Many convenience store facilities currently utilize a building management system to control HVAC, lighting and refrigeration. So, why not connect the kitchen equipment into the store’s existing facility management system? This is the simple solution for operators, and it’s an emerging capability today.

By integrating the management of foodservice equipment with building controls, an operator can use one single platform to control all systems.

Addressing Operator Pain Points

Convenience store operators have a lot to worry about. Facility management and equipment maintenance is not their only responsibility. Upon each visit, consumers expect a convenient shopping experience. Wouldn’t it be nice if store operations were also convenient?

With emerging connected kitchens technology, operators will find it easier to manage the foodservice space, giving them the visibility to closely monitor and control what matters most to shoppers: food quality and consistency.

Some connected kitchen solutions available today allow operators to:

  • Monitor ice machines to ensure they are consistently producing ice.
  • Measure food temperatures to consistently provide products that are fresh, hot and ready for customers to purchase.
  • Keep up with equipment maintenance, identifying potential failures before they occur to avoid any disruption in day-to-day operations.
  • Extract and analyze system data around the use of kitchen equipment, like ovens or grills, to strategically plan for demand and peak cycles.

Increasing Revenue Through Menu Management

As convenience stores expand their foodservice offerings, variety is important. But making menu changes in kitchen equipment programs has traditionally been a slow, manual process. For example, to add new items to ovens across a chain, USB files or manual instructions would be mailed out to each location. Then local store staff would each individually upload the new menu file to their equipment before they could sell the new item to customers.

The process is slow, unreliable and nearly impossible to monitor for brand and food quality consistency.

Today, many equipment manufacturers have integrated control technologies into their kitchen systems. If this equipment is integrated into the facility management system, the cooking program can be remotely updated. Menu files can be transmitted from a remote monitoring center directly to the kitchen equipment, reducing the need for store employees to be involved in the process.

Menu broadcast can reduce the time, costs and in-store staff involvement needed to make these changes as new items are introduced. And there’s validation that the entire system is using the right settings for food quality and brand consistency.

On average, the traditional method costs a convenience store chain about $40,000 per menu item change, and it could take about six months to implement. New data suggests that most convenience stores change their menus seasonally, and some update monthly.
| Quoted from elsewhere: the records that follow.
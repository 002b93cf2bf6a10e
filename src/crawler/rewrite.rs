//! Link rewrite policy
//!
//! Decides, for every href found on a cached page, whether it is rewritten to
//! point at the local copy of its target, left alone, or dropped from
//! consideration because it carries a fragment.

use crate::url::{resolve_href, Sources};
use regex::{Captures, Match, Regex};
use scraper::{Html, Selector};
use std::borrow::Cow;
use std::ops::Range;
use std::sync::{Arc, OnceLock};
use url::Url;

/// Matches an opening `<a>` tag; quoted attribute values may contain `>`
const ANCHOR_TAG_PATTERN: &str = r#"(?i)<a\s(?:[^>"']|"[^"<]*"|'[^'<]*'|["'])*>"#;

/// Matches one attribute inside a tag
///
/// Group 1 is the name; the value is in group 2 (double-quoted),
/// 3 (single-quoted) or 4 (unquoted).
const ATTRIBUTE_PATTERN: &str =
    r#"([^\s"'>/=]+)(?:\s*=\s*(?:"([^"]*)"|'([^']*)'|([^\s"'>]+)))?"#;

/// Regions the HTML parser never turns into elements
const OPAQUE_PATTERN: &str = concat!(
    r"(?is)<!--.*?-->",
    r"|<script\b[^>]*>.*?</script\s*>",
    r"|<style\b[^>]*>.*?</style\s*>",
    r"|<noscript\b[^>]*>.*?</noscript\s*>",
    r"|<textarea\b[^>]*>.*?</textarea\s*>",
    r"|<title\b[^>]*>.*?</title\s*>",
);

fn compiled(cell: &'static OnceLock<Regex>, pattern: &str) -> &'static Regex {
    cell.get_or_init(|| Regex::new(pattern).expect("built-in pattern compiles"))
}

fn anchor_tag() -> &'static Regex {
    static ANCHOR_TAG: OnceLock<Regex> = OnceLock::new();
    compiled(&ANCHOR_TAG, ANCHOR_TAG_PATTERN)
}

fn attribute() -> &'static Regex {
    static ATTRIBUTE: OnceLock<Regex> = OnceLock::new();
    compiled(&ATTRIBUTE, ATTRIBUTE_PATTERN)
}

fn opaque() -> &'static Regex {
    static OPAQUE: OnceLock<Regex> = OnceLock::new();
    compiled(&OPAQUE, OPAQUE_PATTERN)
}

/// What to do with one href
#[derive(Debug, Clone, PartialEq, Eq)]
pub enum RewriteDecision {
    /// Leave the href untouched and never enqueue its target
    KeepExternal,
    /// Empty or fragment-bearing href: not rewritten, not enqueued
    DropFragment,
    /// Replace the href with this local path
    RewriteTo(String),
}

/// Applies the rewrite policy for a set of sources
#[derive(Debug, Clone)]
pub struct LinkRewriter {
    sources: Arc<Sources>,
}

impl LinkRewriter {
    pub fn new(sources: Arc<Sources>) -> Self {
        Self { sources }
    }

    /// Resolves an href found on `page_url` to an absolute URL
    ///
    /// Root-relative hrefs resolve against the canonical base of the source
    /// the page belongs to.
    pub fn resolve(&self, page_url: &Url, href: &str) -> Option<Url> {
        let page_base = self
            .sources
            .source_for_url(page_url)
            .map(|id| &self.sources.get(id).base);

        resolve_href(page_url, page_base, href)
    }

    /// Decides how an href found on `page_url` is rewritten
    ///
    /// The decision depends only on its inputs and the source table.
    pub fn decide(&self, page_url: &Url, href: &str) -> RewriteDecision {
        let href = href.trim();
        if href.is_empty() || href.contains('#') {
            return RewriteDecision::DropFragment;
        }

        let Some(target) = self.resolve(page_url, href) else {
            return RewriteDecision::KeepExternal;
        };

        match self.sources.source_for_url(&target) {
            Some(id) => RewriteDecision::RewriteTo(self.sources.get(id).local_path(&target)),
            None => RewriteDecision::KeepExternal,
        }
    }

    /// Rewrites the href of every anchor in `html`
    ///
    /// The anchors considered are exactly those link extraction reports:
    /// `download` anchors and markup inside comments, scripts and other
    /// raw-text elements are left alone. Only the attribute values of
    /// rewritten anchors change; all other bytes of the document are
    /// preserved.
    pub fn rewrite_html(&self, page_url: &Url, html: &str) -> String {
        let skipped: Vec<Range<usize>> = opaque().find_iter(html).map(|m| m.range()).collect();

        anchor_tag()
            .replace_all(html, |caps: &Captures| {
                let tag = &caps[0];
                let start = caps.get(0).map_or(0, |m| m.start());
                if skipped.iter().any(|range| range.contains(&start)) {
                    return tag.to_string();
                }

                self.rewrite_anchor(page_url, tag)
                    .unwrap_or_else(|| tag.to_string())
            })
            .into_owned()
    }

    /// Rewrites one opening `<a ...>` tag, or `None` to keep it as is
    fn rewrite_anchor(&self, page_url: &Url, tag: &str) -> Option<String> {
        // Between "<a" and ">"
        let offset = 2;
        let attributes = &tag[offset..tag.len() - 1];

        let mut href: Option<(Match<'_>, Option<char>)> = None;
        let mut seen_href = false;
        for caps in attribute().captures_iter(attributes) {
            let name = &caps[1];
            if name.eq_ignore_ascii_case("download") {
                return None;
            }
            // Duplicate attributes are ignored by the parser
            if seen_href || !name.eq_ignore_ascii_case("href") {
                continue;
            }
            seen_href = true;
            href = caps
                .get(2)
                .map(|m| (m, Some('"')))
                .or_else(|| caps.get(3).map(|m| (m, Some('\''))))
                .or_else(|| caps.get(4).map(|m| (m, None)));
        }

        let (value, quote) = href?;
        let decoded = decode_attribute(value.as_str(), quote);
        let RewriteDecision::RewriteTo(path) = self.decide(page_url, &decoded) else {
            return None;
        };

        let span = match quote {
            Some(_) => value.start() - 1..value.end() + 1,
            None => value.range(),
        };
        Some(format!(
            "{}\"{}\"{}",
            &tag[..offset + span.start],
            path,
            &tag[offset + span.end..]
        ))
    }
}

/// Decodes character references in an href value
///
/// The value is run through the same HTML parser link extraction uses, so
/// both see identical hrefs.
fn decode_attribute(raw: &str, quote: Option<char>) -> Cow<'_, str> {
    if !raw.contains('&') {
        return Cow::Borrowed(raw);
    }

    let quote = quote.unwrap_or('"');
    let fragment = Html::parse_fragment(&format!("<a href={q}{raw}{q}></a>", q = quote, raw = raw));
    let decoded = Selector::parse("a").ok().and_then(|selector| {
        fragment
            .select(&selector)
            .next()
            .and_then(|element| element.value().attr("href"))
            .map(str::to_string)
    });

    decoded.map_or(Cow::Borrowed(raw), Cow::Owned)
}

#[cfg(test)]
mod tests {
    use super::*;
    use crate::config::{Config, CrawlerConfig, OutputConfig, SourceConfig, UserAgentConfig};

    fn source_config(name: &str, base: &str, domain: &str, prefix: &str) -> SourceConfig {
        SourceConfig {
            name: name.to_string(),
            label: None,
            base_url: base.to_string(),
            domains: vec![domain.to_string()],
            follow_prefixes: vec![prefix.to_string()],
            key_prefix: format!("{}_", name),
            serve_path: format!("/{}", name),
            quota: 20,
            seeds: vec![base.to_string()],
        }
    }

    fn rewriter() -> LinkRewriter {
        let config = Config {
            crawler: CrawlerConfig::default(),
            user_agent: UserAgentConfig {
                crawler_name: "TestCacher".to_string(),
                crawler_version: "1.0".to_string(),
                contact_url: None,
            },
            output: OutputConfig {
                cache_dir: "./cache".to_string(),
            },
            remote_log: None,
            sources: vec![
                source_config(
                    "site",
                    "https://site.example/news",
                    "site.example",
                    "https://site.example/news",
                ),
                source_config(
                    "guardian",
                    "https://www.theguardian.com/uk",
                    "*.theguardian.com",
                    "https://www.theguardian.com/",
                ),
            ],
        };

        LinkRewriter::new(Arc::new(Sources::from_config(&config).unwrap()))
    }

    fn page() -> Url {
        Url::parse("https://site.example/news/world/story-1").unwrap()
    }

    #[test]
    fn test_root_relative_rewritten_against_source_base() {
        assert_eq!(
            rewriter().decide(&page(), "/news/x"),
            RewriteDecision::RewriteTo("/site/site_site_example_news_x.html".to_string())
        );
    }

    #[test]
    fn test_relative_rewritten_against_page() {
        assert_eq!(
            rewriter().decide(&page(), "story-2"),
            RewriteDecision::RewriteTo("/site/site_site_example_news_world_story_2.html".to_string())
        );
    }

    #[test]
    fn test_other_publisher_uses_its_serve_path() {
        assert_eq!(
            rewriter().decide(&page(), "https://www.theguardian.com/world/a"),
            RewriteDecision::RewriteTo(
                "/guardian/guardian_www_theguardian_com_world_a.html".to_string()
            )
        );
    }

    #[test]
    fn test_internal_non_article_still_rewritten() {
        assert_eq!(
            rewriter().decide(&page(), "/sport"),
            RewriteDecision::RewriteTo("/site/site_site_example_sport.html".to_string())
        );
    }

    #[test]
    fn test_external_kept() {
        let rewriter = rewriter();
        assert_eq!(
            rewriter.decide(&page(), "https://www.example.org/a"),
            RewriteDecision::KeepExternal
        );
        assert_eq!(
            rewriter.decide(&page(), "mailto:desk@site.example"),
            RewriteDecision::KeepExternal
        );
        assert_eq!(
            rewriter.decide(&page(), "javascript:void(0)"),
            RewriteDecision::KeepExternal
        );
    }

    #[test]
    fn test_fragments_dropped() {
        let rewriter = rewriter();
        assert_eq!(rewriter.decide(&page(), "#top"), RewriteDecision::DropFragment);
        assert_eq!(
            rewriter.decide(&page(), "/news/x#comments"),
            RewriteDecision::DropFragment
        );
        assert_eq!(rewriter.decide(&page(), "  "), RewriteDecision::DropFragment);
    }

    #[test]
    fn test_decide_is_deterministic() {
        let rewriter = rewriter();
        let first = rewriter.decide(&page(), "/news/y");
        for _ in 0..5 {
            assert_eq!(rewriter.decide(&page(), "/news/y"), first);
        }
    }

    #[test]
    fn test_rewrite_html_preserves_other_bytes() {
        let html = concat!(
            "<html><head><link href=\"/news/style.css\"></head>\n",
            "<body class=x><A class=\"lead\" HREF='/news/x'>X</A>\n",
            "<a href=\"#top\">Top</a> <a href=https://www.example.org/>Ext</a>\n",
            "<abbr href=\"/news/no\">n</abbr><a data-href=\"/news/no\" href=\"story-2\">S</a>\n",
            "</body></html>"
        );

        let rewritten = rewriter().rewrite_html(&page(), html);

        assert_eq!(
            rewritten,
            concat!(
                "<html><head><link href=\"/news/style.css\"></head>\n",
                "<body class=x><A class=\"lead\" HREF=\"/site/site_site_example_news_x.html\">X</A>\n",
                "<a href=\"#top\">Top</a> <a href=https://www.example.org/>Ext</a>\n",
                "<abbr href=\"/news/no\">n</abbr><a data-href=\"/news/no\" href=\"/site/site_site_example_news_world_story_2.html\">S</a>\n",
                "</body></html>"
            )
        );
    }

    #[test]
    fn test_rewrite_html_decodes_entities() {
        let html = r#"<a href="/news/search?q=a&amp;p=2">Next</a>"#;
        let rewritten = rewriter().rewrite_html(&page(), html);
        assert_eq!(
            rewritten,
            r#"<a href="/site/site_site_example_news_search_q_a_p_2.html">Next</a>"#
        );
    }

    #[test]
    fn test_rewrite_html_decodes_numeric_references() {
        let rewriter = rewriter();
        for html in [
            r#"<a href="/news/a&#45;b">x</a>"#,
            r#"<a href='/news/a&#x2D;b'>x</a>"#,
            r#"<a href=/news/a&#X2d;b>x</a>"#,
        ] {
            assert_eq!(
                rewriter.rewrite_html(&page(), html),
                r#"<a href="/site/site_site_example_news_a_b.html">x</a>"#,
                "{}",
                html
            );
        }

        // An encoded '#' is still a fragment
        let html = r#"<a href="/news/a&#35;top">x</a>"#;
        assert_eq!(rewriter.rewrite_html(&page(), html), html);
    }

    #[test]
    fn test_rewrite_html_agrees_with_link_extraction() {
        let html = concat!(
            "<a href=\"/news/a&#45;b\">1</a>",
            "<a href=\"/news/q?x=1&amp;y=2\">2</a>",
            "<a href=\"/news/c&#x2e;d\">3</a>",
        );
        let rewriter = rewriter();
        let rewritten = rewriter.rewrite_html(&page(), html);

        for href in crate::crawler::extract_hrefs(html) {
            let target = rewriter.resolve(&page(), &href).unwrap();
            let id = rewriter.sources.source_for_url(&target).unwrap();
            let expected = format!("href=\"{}\"", rewriter.sources.get(id).local_path(&target));
            assert!(rewritten.contains(&expected), "{} missing from {}", expected, rewritten);
        }
    }

    #[test]
    fn test_rewrite_html_skips_download_anchors() {
        let html = r#"<a download href="/news/report.pdf">PDF</a><a href="/news/x" DOWNLOAD="x.html">X</a>"#;
        assert_eq!(rewriter().rewrite_html(&page(), html), html);
    }

    #[test]
    fn test_rewrite_html_skips_scripts_and_comments() {
        let html = concat!(
            "<!-- <a href=\"/news/old\">old</a> -->",
            "<script>var s = '<a href=\"/news/js\">';</script>",
            "<a title=\"a > b\" href=\"/news/x\">X</a>",
        );
        assert_eq!(
            rewriter().rewrite_html(&page(), html),
            concat!(
                "<!-- <a href=\"/news/old\">old</a> -->",
                "<script>var s = '<a href=\"/news/js\">';</script>",
                "<a title=\"a > b\" href=\"/site/site_site_example_news_x.html\">X</a>",
            )
        );
    }

    #[test]
    fn test_rewrite_html_is_idempotent_for_same_input() {
        let rewriter = rewriter();
        let html = r#"<a href="/news/a">A</a><a href="https://www.theguardian.com/uk">G</a>"#;
        assert_eq!(
            rewriter.rewrite_html(&page(), html),
            rewriter.rewrite_html(&page(), html)
        );
    }
}
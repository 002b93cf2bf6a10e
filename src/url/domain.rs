use url::Url;

/// Extracts the lowercase host of a URL
///
/// Returns `None` for URLs without a host.
///
/// # Examples
///
/// ```
/// use url::Url;
/// use news_cacher::url::extract_domain;
///
/// let url = Url::parse("https://WWW.BBC.CO.UK/news").unwrap();
/// assert_eq!(extract_domain(&url), Some("www.bbc.co.uk".to_string()));
/// ```
pub fn extract_domain(url: &Url) -> Option<String> {
    url.host_str().map(|h| h.to_lowercase())
}

/// Strips the `scheme://` part of a URL string
///
/// The cache key of a page does not depend on whether it was reached over
/// http or https.
pub fn strip_scheme(url: &str) -> &str {
    match url.find("://") {
        Some(idx) => &url[idx + 3..],
        None => url,
    }
}

#[cfg(test)]
mod tests {
    use super::*;

    #[test]
    fn test_extract_domain() {
        let url = Url::parse("https://www.theguardian.com/uk").unwrap();
        assert_eq!(extract_domain(&url), Some("www.theguardian.com".to_string()));
    }

    #[test]
    fn test_extract_domain_ignores_port() {
        let url = Url::parse("http://127.0.0.1:8080/news").unwrap();
        assert_eq!(extract_domain(&url), Some("127.0.0.1".to_string()));
    }

    #[test]
    fn test_strip_scheme() {
        assert_eq!(strip_scheme("https://site.example/news"), "site.example/news");
        assert_eq!(strip_scheme("http://site.example/"), "site.example/");
        assert_eq!(strip_scheme("site.example/news"), "site.example/news");
    }
}
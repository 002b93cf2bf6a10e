/// Checks if a domain matches a wildcard pattern
///
/// Two kinds of patterns are supported:
/// 1. Exact match: "theguardian.com" matches only "theguardian.com"
/// 2. Wildcard match: "*.bbc.co.uk" matches "bbc.co.uk" itself and any
///    subdomain of it ("www.bbc.co.uk", "feeds.news.bbc.co.uk")
///
/// Both sides are expected to be lowercase already.
///
/// # Examples
///
/// ```
/// use news_cacher::url::matches_wildcard;
///
/// assert!(matches_wildcard("theguardian.com", "theguardian.com"));
/// assert!(!matches_wildcard("theguardian.com", "www.theguardian.com"));
///
/// assert!(matches_wildcard("*.bbc.co.uk", "bbc.co.uk"));
/// assert!(matches_wildcard("*.bbc.co.uk", "www.bbc.co.uk"));
/// assert!(!matches_wildcard("*.bbc.co.uk", "bbc.com"));
/// ```
pub fn matches_wildcard(pattern: &str, candidate: &str) -> bool {
    match pattern.strip_prefix("*.") {
        Some(base) => {
            candidate == base
                || (candidate.len() > base.len()
                    && candidate.ends_with(base)
                    && candidate.as_bytes()[candidate.len() - base.len() - 1] == b'.')
        }
        None => candidate == pattern,
    }
}

/// Returns true if any of `patterns` matches `candidate`
pub fn matches_any<S: AsRef<str>>(patterns: &[S], candidate: &str) -> bool {
    patterns
        .iter()
        .any(|pattern| matches_wildcard(pattern.as_ref(), candidate))
}

#[cfg(test)]
mod tests {
    use super::*;

    #[test]
    fn test_exact_match() {
        assert!(matches_wildcard("theguardian.com", "theguardian.com"));
        assert!(!matches_wildcard("theguardian.com", "guardian.com"));
        assert!(!matches_wildcard("theguardian.com", "www.theguardian.com"));
    }

    #[test]
    fn test_wildcard_matches_bare_and_sub_domains() {
        assert!(matches_wildcard("*.bbc.co.uk", "bbc.co.uk"));
        assert!(matches_wildcard("*.bbc.co.uk", "www.bbc.co.uk"));
        assert!(matches_wildcard("*.bbc.co.uk", "feeds.news.bbc.co.uk"));
    }

    #[test]
    fn test_wildcard_rejects_lookalikes() {
        assert!(!matches_wildcard("*.bbc.co.uk", "notbbc.co.uk"));
        assert!(!matches_wildcard("*.bbc.co.uk", "bbc.co.uk.evil.com"));
        assert!(!matches_wildcard("*.bbc.co.uk", "co.uk"));
        assert!(!matches_wildcard("*.bbc.co.uk", ""));
    }

    #[test]
    fn test_case_sensitive() {
        assert!(!matches_wildcard("bbc.co.uk", "BBC.co.uk"));
    }

    #[test]
    fn test_matches_any() {
        let patterns = vec!["theguardian.com".to_string(), "*.theguardian.com".to_string()];
        assert!(matches_any(&patterns, "www.theguardian.com"));
        assert!(!matches_any(&patterns, "bbc.co.uk"));

        let empty: Vec<String> = Vec::new();
        assert!(!matches_any(&empty, "bbc.co.uk"));
    }
}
Convenience store operators are able to expedite this process with a connected kitchen, increasing their efficiencies to make menu changes in minutes, rather than months. They also have the flexibility to update menu items more often, adapting to food trends and giving customers what they want.

Achieving a Strategic Advantage

Early adopters of the connected kitchen system are seeing additional strategic advantages to menu broadcast. As they are facing competition from other convenience store brands, and from quick-service restaurants and supermarkets offering foodservice, efficient menu adaptability is increasingly valuable. 

With menu broadcast through connected kitchens, convenience stores can get ahead of competitors when it comes to variety. They have the ability to add, adjust or remove menu items remotely. Implementing limited-time offerings becomes less painful. Quickly adjusting menus to offer regional specials or seasonal options across an entire enterprise can take minutes instead of months. And when they come to an end, those items can be removed with a simple software change, removing the risk of an associate hitting the wrong button that may affect the entire program.

As convenience stores invest in foodservice equipment to evolve their stores and keep up in the changing retail landscape, a single platform that integrates foodservice equipment management with building controls can help them succeed in this new space. Leading convenience stores today that have adopted the connected kitchen system are seeing multiple benefits.

Connected kitchens enable convenience stores to increase revenue opportunities by adding new products that meet consumer demands and compete with various foodservice and retail formats. Operators are able to make the most of their foodservice equipment investments while avoiding the headaches that come with adding new systems to an already complex facility. And, with all systems managed under one platform, operators are able to focus on the customer, consistently providing them with fresher, healthier options and a positive shopping experience.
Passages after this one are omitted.